La Vanguardia

Somos un club, no una oenegé

- Albert Gimeno

La Liga y la Champions han entrado en ese periodo apasionant­e de la temporada. El periodo Dragon Khan. Aquel en el que todo es posible, los equipos intercalan sus posiciones, los partidos enloquecen, y hasta los jugadores tienen que hacer esfuerzos titánicos para contener la cordura. Uno de ellos, como no, es Gerard Piqué. Central majestuoso, tipo con la cabeza amueblada, valiente, el espigado defensor barcelonis­ta tiene siempre la curiosa habilidad de colocarse donde rompen las olas, en el rincón del surfista.
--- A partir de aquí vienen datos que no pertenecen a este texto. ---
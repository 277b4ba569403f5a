// Copyright 2025 the Lumen Authors
// SPDX-License-Identifier: Apache-2.0 OR MIT

//! Lumen BVH: bounding volume hierarchy construction for ray tracing.
//!
//! Builds a BVH over triangles (or any [`PrimitiveSource`]) and streams it to a
//! [`BvhSink`] in depth-first pre-order, so the caller decides the final memory layout.
//!
//! - [`SbvhBuilder`]: split BVH. Binned SAH object splits, plus spatial splits that clip
//!   triangles against a plane and either duplicate straddling references or keep them
//!   whole on one side, whichever is cheaper. Produces high quality trees for static
//!   geometry.
//! - [`BinnedBuilder`]: binned SAH object splits only, longest axis first. Fast enough to
//!   rebuild every frame, e.g. for a top-level tree over instances.
//!
//! Both builders can emit wide nodes (up to [`MAX_ARITY`] children) by collapsing
//! binary splits, run from an explicit, bounded work stack, and keep their references
//! in an arena that is reused across builds.
//!
//! # Example
//!
//! ```rust
//! use glam::Vec3;
//! use lumen_bvh::{BuildConfig, BvhWriter, SbvhBuilder, Triangle};
//!
//! // A long diagonal triangle over a small cluster: a case spatial splits handle well.
//! let mut tris = vec![Triangle::new(
//!     Vec3::ZERO,
//!     Vec3::new(100.0, 100.0, 100.0),
//!     Vec3::new(100.0, 100.0, 99.0),
//! )];
//! for i in 0..50 {
//!     let p = Vec3::new((i % 5) as f32, (i / 5 % 5) as f32, (i / 25) as f32);
//!     tris.push(Triangle::new(p, p + Vec3::X * 0.5, p + Vec3::Y * 0.5));
//! }
//!
//! let mut builder = SbvhBuilder::new(BuildConfig::default().with_arity(4))?;
//! let mut writer = BvhWriter::new();
//! let stats = builder.build(&tris, &mut writer)?;
//! let bvh = writer.finish()?;
//!
//! bvh.validate()?;
//! assert!(stats.spatial_splits > 0);
//! assert!(bvh.nodes().iter().all(|n| n.children.len() <= 4));
//! # Ok::<(), Box<dyn std::error::Error>>(())
//! ```
//!
//! ## Cost model
//!
//! Split decisions use a [`CostModel`]; [`SahCost`] is the classic surface area
//! heuristic. A split is taken only when
//! `cost(left) + cost(right) + traversal_cost(node) < leaf_cost(node)`.
//!
//! ## Errors
//!
//! Builds fail with a [`BuildError`] on empty input, invalid parameters, or non-finite
//! primitive bounds before doing any work, and with [`BuildError::ResourceExhausted`]
//! when the work stack or the reference arena hits its configured limit.
//!
//! ## Logging
//!
//! Builds emit [`tracing`] events: one `debug` event at the start and end of each build,
//! one `trace` event per split, and a `warn` event when the root cannot be split.

pub mod builders;
pub mod config;
pub mod cost;
pub mod error;
pub mod primitive;
pub mod sink;
pub mod stats;
pub mod tree;
pub mod types;

mod arena;
mod multi_node;
mod partition;
mod split;
mod stack;

pub use builders::{BinnedBuilder, SbvhBuilder};
pub use config::{BuildConfig, MAX_ARITY, SplitKinds};
pub use cost::{CostModel, SahCost};
pub use error::{BuildError, Resource};
pub use primitive::{InstanceBounds, PrimitiveSource, Triangle, TriangleMesh};
pub use sink::BvhSink;
pub use stats::BuildStats;
pub use tree::{Bvh, BvhWriter, Child, ChildRef, Leaf, Node, TreeError};
pub use types::{Axis, BBox, Reference};

pub use glam::Vec3;

#[cfg(test)]
mod tests {
    use super::*;

    fn soup(n: usize) -> Vec<Triangle> {
        let mut state = 0x2545_f491_u32;
        let mut next = move || {
            state ^= state << 13;
            state ^= state >> 17;
            state ^= state << 5;
            (state % 10_000) as f32 / 100.0
        };
        (0..n)
            .map(|_| {
                let p = Vec3::new(next(), next(), next());
                let q = p + Vec3::new(next(), next(), next()) * 0.05;
                let r = p + Vec3::new(next(), next(), next()) * 0.05;
                Triangle::new(p, q, r)
            })
            .collect()
    }

    #[test]
    fn both_builders_cover_every_primitive() {
        let tris = soup(300);
        let config = BuildConfig::default().with_arity(4).with_leaf_threshold(4);

        let mut sbvh = SbvhBuilder::new(config.clone()).unwrap();
        let mut w = BvhWriter::new();
        let s1 = sbvh.build(&tris, &mut w).unwrap();
        let a = w.finish().unwrap();

        let mut binned = BinnedBuilder::new(config).unwrap();
        let mut w = BvhWriter::new();
        let s2 = binned.build(&tris, &mut w).unwrap();
        let b = w.finish().unwrap();

        for (bvh, stats) in [(&a, &s1), (&b, &s2)] {
            bvh.validate().unwrap();
            assert_eq!(bvh.leaves().len(), stats.leaves);
            assert_eq!(bvh.nodes().len(), stats.nodes);
            assert_eq!(bvh.depth(), stats.max_depth);
            let mut seen = vec![false; tris.len()];
            for r in bvh.references() {
                seen[r.index()] = true;
            }
            assert!(seen.iter().all(|&s| s));
        }
        assert_eq!(s2.leaf_references, tris.len());
        assert_eq!(s1.leaf_references, tris.len() + s1.duplicated_references);
    }

    #[test]
    fn mesh_and_soup_build_the_same_tree() {
        let tris = soup(64);
        let mesh = TriangleMesh::from_triangles(&tris);
        let mut builder = SbvhBuilder::new(BuildConfig::default()).unwrap();
        let mut from_soup = BvhWriter::new();
        builder.build(tris.as_slice(), &mut from_soup).unwrap();
        let mut from_mesh = BvhWriter::new();
        builder.build(&mesh, &mut from_mesh).unwrap();
        assert_eq!(from_soup.finish().unwrap(), from_mesh.finish().unwrap());
    }
}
El equipo azulgrana está alterado desde la remontada sin precedente­s. Presión, tensión, juego, goles, tesón. El equipo lo tuvo todo de cara, incluidos los errores arbitrales, pero eso sin duda está por debajo del torbellino de fe que exhibió el conjunto de Luis Enrique.

Desde ese día los jugadores del técnico asturiano se han aferrado a la máxima de matar o morir. Murieron de mala manera ante el Deportivo y mataron al Valencia con la espada amenazando sus gaznates. Piqué, como decía, tuvo un ataque de jugador al borde de un ataque de nervios cuando tras el partido contra el conjunto che se animó a mandar a casa a todos los aficionado­s barcelonis­tas que se atrevieron a silbar a André Gomes cuando éste ingresó en el terreno de juego. Piqué se arroga siempre el protagonis­mo justiciero del defensor de las causas en las que cree, algo loable. Pero acostumbra, con las mismas, a incurrir en excesos verbales que pueden irritar a mucha gente. Él pretende minimizar los efectos de la crítica a un compañero y eso le honra. Nadie mejor que él para saber qué se siente cuando los silbidos son alfileres lanzados desde la grada. Pero como siempre en la vida las formas son clave.
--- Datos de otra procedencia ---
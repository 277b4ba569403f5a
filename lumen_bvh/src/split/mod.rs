// Copyright 2025 the Lumen Authors
// SPDX-License-Identifier: Apache-2.0 OR MIT

//! Split evaluation.
//!
//! - `object`: binned SAH sweep over reference centroids.
//! - `spatial`: binned SAH sweep over the node bounds with exact primitive clipping.
//!
//! Both sweeps bin along one axis, then run a right-to-left pass accumulating suffix
//! bounds and counts followed by a left-to-right pass that evaluates
//!
//! `cost(s) = leaf_cost(left_count, area(LB_s)) + leaf_cost(right_count, area(RB_s))`
//!
//! at every interior bin boundary `s`, keeping the cheapest non-empty one.

pub(crate) mod object;
pub(crate) mod spatial;

use crate::types::{Axis, BBox};

/// Which partitioner realizes a candidate.
#[derive(Copy, Clone, Debug, PartialEq, Eq)]
pub(crate) enum SplitKind {
    /// References go left iff their centroid is below `position`.
    Object,
    /// Plane at `position`; straddling references are clipped or unsplit.
    Spatial,
}

/// One proposed split of a node.
///
/// `cost` is `leaf_cost(left_count, left_bbox) + leaf_cost(right_count, right_bbox)` as
/// evaluated by the sweep. Counts are never zero.
#[derive(Copy, Clone, Debug)]
pub(crate) struct SplitCandidate {
    pub(crate) kind: SplitKind,
    pub(crate) axis: Axis,
    pub(crate) position: f32,
    pub(crate) cost: f64,
    pub(crate) left_bbox: BBox,
    pub(crate) right_bbox: BBox,
    pub(crate) left_count: usize,
    pub(crate) right_count: usize,
}

impl SplitCandidate {
    /// Keep whichever of `self` and `other` is cheaper; `self` wins ties.
    pub(crate) fn cheaper(self, other: Option<Self>) -> Self {
        match other {
            Some(o) if o.cost < self.cost => o,
            _ => self,
        }
    }
}

/// Uniform bins over `[lo, hi]` with exact boundary positions.
///
/// `index(c) < s` holds exactly when `c < boundary(s)`, so a partition that compares
/// against `boundary(s)` reproduces the counts a sweep recorded for boundary `s`.
#[derive(Copy, Clone, Debug)]
pub(crate) struct BinGrid {
    lo: f32,
    hi: f32,
    step: f32,
    scale: f32,
    bins: usize,
}

impl BinGrid {
    /// `None` when the range is degenerate.
    pub(crate) fn new(lo: f32, hi: f32, bins: usize) -> Option<Self> {
        if hi <= lo || bins < 2 {
            return None;
        }
        let step = (hi - lo) / bins as f32;
        if step <= 0.0 || !step.is_finite() {
            return None;
        }
        Some(Self {
            lo,
            hi,
            step,
            scale: bins as f32 / (hi - lo),
            bins,
        })
    }

    #[inline]
    pub(crate) fn bins(&self) -> usize {
        self.bins
    }

    /// Coordinate of the boundary below bin `i`.
    #[inline]
    pub(crate) fn boundary(&self, i: usize) -> f32 {
        self.lo + i as f32 * self.step
    }

    /// Whether boundary `s` lies strictly inside the range, i.e. can separate anything.
    #[inline]
    pub(crate) fn is_interior(&self, s: usize) -> bool {
        let p = self.boundary(s);
        p > self.lo && p < self.hi
    }

    /// Bin holding coordinate `c`, clamped to the grid.
    #[inline]
    pub(crate) fn index(&self, c: f32) -> usize {
        let last = self.bins - 1;
        let f = ((c - self.lo) * self.scale).floor();
        #[allow(
            clippy::cast_possible_truncation,
            reason = "Only reached for 0 < f < bins - 1."
        )]
        let mut i = if f <= 0.0 {
            0
        } else if f >= last as f32 {
            last
        } else {
            f as usize
        };
        // The floor estimate can be off by one next to a boundary; settle it against the
        // boundary positions themselves.
        while i > 0 && c < self.boundary(i) {
            i -= 1;
        }
        while i < last && c >= self.boundary(i + 1) {
            i += 1;
        }
        i
    }
}

/// Running bounds and count, used by both sweeps.
#[derive(Copy, Clone, Debug, Default)]
pub(crate) struct Accum {
    pub(crate) bbox: BBox,
    pub(crate) count: usize,
}
// Copyright 2025 the Lumen Authors
// SPDX-License-Identifier: Apache-2.0 OR MIT

//! A flat, inspectable hierarchy and the sink that assembles it.
//!
//! [`BvhWriter`] turns the pre-order stream of a build into a [`Bvh`]: nodes and leaves in
//! two arrays, with child slots linked by index. While writing, it keeps a stack of the
//! `(node, slot)` pairs still waiting for their subtree; each new node or leaf fills the
//! slot on top.

use thiserror::Error;

use crate::cost::CostModel;
use crate::sink::BvhSink;
use crate::types::{BBox, Reference};

/// Link from a child slot to the subtree stored there.
#[derive(Copy, Clone, Debug, PartialEq, Eq, Hash)]
pub enum ChildRef {
    /// Index into [`Bvh::nodes`].
    Node(u32),
    /// Index into [`Bvh::leaves`].
    Leaf(u32),
}

/// One child slot of a node.
#[derive(Copy, Clone, Debug, PartialEq)]
pub struct Child {
    /// Bounds of the child as reported by the builder.
    pub bbox: BBox,
    /// The subtree; `None` only while the tree is being written.
    pub link: Option<ChildRef>,
}

/// An internal node.
#[derive(Clone, Debug, PartialEq)]
pub struct Node {
    /// Bounds of the whole subtree.
    pub bbox: BBox,
    /// Child slots, in the order the builder wrote them.
    pub children: Vec<Child>,
}

/// A leaf: a run of references in [`Bvh::references`].
#[derive(Copy, Clone, Debug, PartialEq)]
pub struct Leaf {
    /// Bounds of the leaf.
    pub bbox: BBox,
    /// Index of the first reference.
    pub first: u32,
    /// Number of references.
    pub count: u32,
}

/// Structural problems found by [`BvhWriter::finish`] and [`Bvh::validate`].
#[derive(Error, Debug, Clone, PartialEq, Eq)]
pub enum TreeError {
    /// Nothing was written.
    #[error("the tree has no root")]
    MissingRoot,
    /// A child slot never received a subtree.
    #[error("child slot {slot} of node {node} is not linked")]
    UnlinkedChild {
        /// Node index.
        node: u32,
        /// Slot within the node.
        slot: usize,
    },
    /// A child's bounds are not contained in its parent's.
    #[error("child slot {slot} of node {node} extends outside its parent")]
    ChildOutsideParent {
        /// Node index.
        node: u32,
        /// Slot within the node.
        slot: usize,
    },
    /// A leaf reference lies outside the leaf bounds.
    #[error("reference {reference} of leaf {leaf} extends outside the leaf")]
    ReferenceOutsideLeaf {
        /// Leaf index.
        leaf: u32,
        /// Position within the leaf.
        reference: usize,
    },
    /// A node or leaf arrived after the tree was already complete.
    #[error("a subtree was written after the tree was complete")]
    DetachedSubtree,
}

/// A bounding volume hierarchy in flat arrays.
#[derive(Clone, Debug, Default, PartialEq)]
pub struct Bvh {
    root: Option<ChildRef>,
    nodes: Vec<Node>,
    leaves: Vec<Leaf>,
    references: Vec<Reference>,
}

impl Bvh {
    /// The tree used for an empty scene: one node with a single empty leaf.
    ///
    /// Builders reject empty input, so callers substitute this to keep a valid root.
    pub fn sentinel() -> Self {
        Self {
            root: Some(ChildRef::Node(0)),
            nodes: vec![Node {
                bbox: BBox::EMPTY,
                children: vec![Child {
                    bbox: BBox::EMPTY,
                    link: Some(ChildRef::Leaf(0)),
                }],
            }],
            leaves: vec![Leaf {
                bbox: BBox::EMPTY,
                first: 0,
                count: 0,
            }],
            references: Vec::new(),
        }
    }

    /// The root, which is always a node for trees produced by the builders.
    pub fn root(&self) -> Option<ChildRef> {
        self.root
    }

    /// Bounds of the whole tree.
    pub fn bounds(&self) -> BBox {
        match self.root {
            Some(r) => self.bbox_of(r),
            None => BBox::EMPTY,
        }
    }

    /// All nodes; the root node comes first.
    pub fn nodes(&self) -> &[Node] {
        &self.nodes
    }

    /// All leaves, in pre-order.
    pub fn leaves(&self) -> &[Leaf] {
        &self.leaves
    }

    /// All leaf references, leaf after leaf.
    pub fn references(&self) -> &[Reference] {
        &self.references
    }

    /// References stored in `leaf`.
    pub fn leaf_references(&self, leaf: &Leaf) -> &[Reference] {
        let first = leaf.first as usize;
        &self.references[first..first + leaf.count as usize]
    }

    /// Primitive ids stored in `leaf`.
    pub fn leaf_primitives<'a>(&'a self, leaf: &Leaf) -> impl Iterator<Item = u32> + use<'a> {
        self.leaf_references(leaf).iter().map(|r| r.id)
    }

    fn bbox_of(&self, r: ChildRef) -> BBox {
        match r {
            ChildRef::Node(i) => self.nodes[i as usize].bbox,
            ChildRef::Leaf(i) => self.leaves[i as usize].bbox,
        }
    }

    /// Number of edges on the longest root-to-leaf path.
    pub fn depth(&self) -> u32 {
        let Some(root) = self.root else {
            return 0;
        };
        let mut deepest = 0;
        let mut stack = vec![(root, 0_u32)];
        while let Some((r, d)) = stack.pop() {
            match r {
                ChildRef::Leaf(_) => deepest = deepest.max(d),
                ChildRef::Node(i) => {
                    for child in &self.nodes[i as usize].children {
                        if let Some(link) = child.link {
                            stack.push((link, d + 1));
                        }
                    }
                }
            }
        }
        deepest
    }

    /// Check linkage and containment.
    ///
    /// Every child slot must be linked, every child must lie inside its slot's bounds
    /// and its parent's, and every leaf reference inside its leaf. Containment is exact:
    /// builders only ever take unions and intersections of input bounds.
    pub fn validate(&self) -> Result<(), TreeError> {
        let root = self.root.ok_or(TreeError::MissingRoot)?;
        let mut stack = vec![root];
        while let Some(r) = stack.pop() {
            match r {
                ChildRef::Node(i) => {
                    let node = &self.nodes[i as usize];
                    for (slot, child) in node.children.iter().enumerate() {
                        let link = child.link.ok_or(TreeError::UnlinkedChild { node: i, slot })?;
                        if !node.bbox.contains_box(&child.bbox, 0.0)
                            || !child.bbox.contains_box(&self.bbox_of(link), 0.0)
                        {
                            return Err(TreeError::ChildOutsideParent { node: i, slot });
                        }
                        stack.push(link);
                    }
                }
                ChildRef::Leaf(i) => {
                    let leaf = &self.leaves[i as usize];
                    for (reference, r) in self.leaf_references(leaf).iter().enumerate() {
                        if !leaf.bbox.contains_box(&r.bbox, 0.0) {
                            return Err(TreeError::ReferenceOutsideLeaf { leaf: i, reference });
                        }
                    }
                }
            }
        }
        Ok(())
    }

    /// Ids of the primitives with a reference overlapping `query`, sorted, without repeats.
    pub fn query_box(&self, query: &BBox) -> Vec<u32> {
        let mut out = Vec::new();
        let Some(root) = self.root else {
            return out;
        };
        let mut stack = vec![root];
        while let Some(r) = stack.pop() {
            if self.bbox_of(r).overlap(query).is_empty() {
                continue;
            }
            match r {
                ChildRef::Leaf(i) => {
                    let leaf = &self.leaves[i as usize];
                    for reference in self.leaf_references(leaf) {
                        if !reference.bbox.overlap(query).is_empty() {
                            out.push(reference.id);
                        }
                    }
                }
                ChildRef::Node(i) => {
                    stack.extend(self.nodes[i as usize].children.iter().filter_map(|c| c.link));
                }
            }
        }
        out.sort_unstable();
        out.dedup();
        out
    }

    /// Expected cost of a random ray traversal relative to the root's area.
    ///
    /// Sums `traversal_cost` over nodes and `leaf_cost` over leaves, divided by the root's
    /// half-area. Lower is better; compare trees over the same input only.
    pub fn sah_cost<C: CostModel + ?Sized>(&self, cost: &C) -> f64 {
        let root_area = self.bounds().half_area();
        if root_area <= 0.0 {
            return 0.0;
        }
        let nodes: f64 = self
            .nodes
            .iter()
            .map(|n| cost.traversal_cost(n.bbox.half_area()))
            .sum();
        let leaves: f64 = self
            .leaves
            .iter()
            .map(|l| cost.leaf_cost(l.count as usize, l.bbox.half_area()))
            .sum();
        (nodes + leaves) / root_area
    }
}

/// A [`BvhSink`] that assembles a [`Bvh`].
///
/// ```
/// use glam::Vec3;
/// use lumen_bvh::{BBox, BvhSink, BvhWriter, ChildRef, Reference};
///
/// let a = BBox::new(Vec3::ZERO, Vec3::ONE);
/// let b = BBox::new(Vec3::splat(2.0), Vec3::splat(3.0));
/// let mut writer = BvhWriter::new();
/// writer.write_node(&a.union(&b), &[a, b]);
/// writer.write_leaf(&a, &[Reference::new(0, a)]);
/// writer.write_leaf(&b, &[Reference::new(1, b)]);
/// let bvh = writer.finish().unwrap();
/// assert_eq!(bvh.root(), Some(ChildRef::Node(0)));
/// assert_eq!(bvh.query_box(&b), vec![1]);
/// ```
#[derive(Debug, Default)]
pub struct BvhWriter {
    bvh: Bvh,
    pending: Vec<(u32, usize)>,
    detached: bool,
}

impl BvhWriter {
    /// Create an empty writer.
    pub fn new() -> Self {
        Self::default()
    }

    /// Finish writing and return the tree.
    ///
    /// Fails if nothing was written, a slot was left unlinked, or a subtree arrived after
    /// the tree was complete.
    pub fn finish(self) -> Result<Bvh, TreeError> {
        if self.detached {
            return Err(TreeError::DetachedSubtree);
        }
        if let Some(&(node, slot)) = self.pending.last() {
            return Err(TreeError::UnlinkedChild { node, slot });
        }
        if self.bvh.root.is_none() {
            return Err(TreeError::MissingRoot);
        }
        Ok(self.bvh)
    }

    fn link(&mut self, r: ChildRef) {
        match self.pending.pop() {
            Some((node, slot)) => {
                self.bvh.nodes[node as usize].children[slot].link = Some(r);
            }
            None if self.bvh.root.is_none() => self.bvh.root = Some(r),
            None => self.detached = true,
        }
    }
}

impl BvhSink for BvhWriter {
    fn write_node(&mut self, bbox: &BBox, children: &[BBox]) {
        #[allow(
            clippy::cast_possible_truncation,
            reason = "Node count is bounded by the u32 primitive id space."
        )]
        let index = self.bvh.nodes.len() as u32;
        self.link(ChildRef::Node(index));
        self.bvh.nodes.push(Node {
            bbox: *bbox,
            children: children
                .iter()
                .map(|&bbox| Child { bbox, link: None })
                .collect(),
        });
        self.pending
            .extend((0..children.len()).rev().map(|slot| (index, slot)));
    }

    #[allow(
        clippy::cast_possible_truncation,
        reason = "Leaf and reference counts stay within u32 for u32 primitive ids."
    )]
    fn write_leaf(&mut self, bbox: &BBox, refs: &[Reference]) {
        let index = self.bvh.leaves.len() as u32;
        self.link(ChildRef::Leaf(index));
        self.bvh.leaves.push(Leaf {
            bbox: *bbox,
            first: self.bvh.references.len() as u32,
            count: refs.len() as u32,
        });
        self.bvh.references.extend_from_slice(refs);
    }
}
De entrada, no es agradable que la afición silbe a alguien del propio equipo.

Gerard Piqué defiende a André Gomes, pero lo hace sin control, afeando la conducta a quien le paga

Incluso cuando el silbado es un jugador que no ha demostrado nada. Puede entenderse que Piqué exprese su malestar por esa situación, incluso al tratarse de un futbolista que no exhibe, pese al gol que marcó, un constatabl­e propósito de enmienda. Pero lo que no es de recibo es que un jugador del equipo, como Piqué, se atreva a mandar a casa a todos aquellos que silban a Gomes antes de que toque un balón. El aficionado, el socio, es soberano, puede hacer lo que quiera. Puede ser criticado pero con algunos límites. Y Piqué, el central majestuoso, el presidente in pectore por la ausencia de mensajes de la cúpula del club, no deja de ser un empleado que afea la conducta a un accionista o a un cliente. Es muy triste tener que silbar a un jugador pero cuidado: más triste es sufrir a alguien sin sangre cuya aportación es inquietant­e. Ojalá la próxima temporada obre en el portugués un cambio integral pero mientras tanto que aguante su vela, la de la ineficienc­ia tras un traspaso de primer nivel. Esto es un club de fútbol no una oenegé.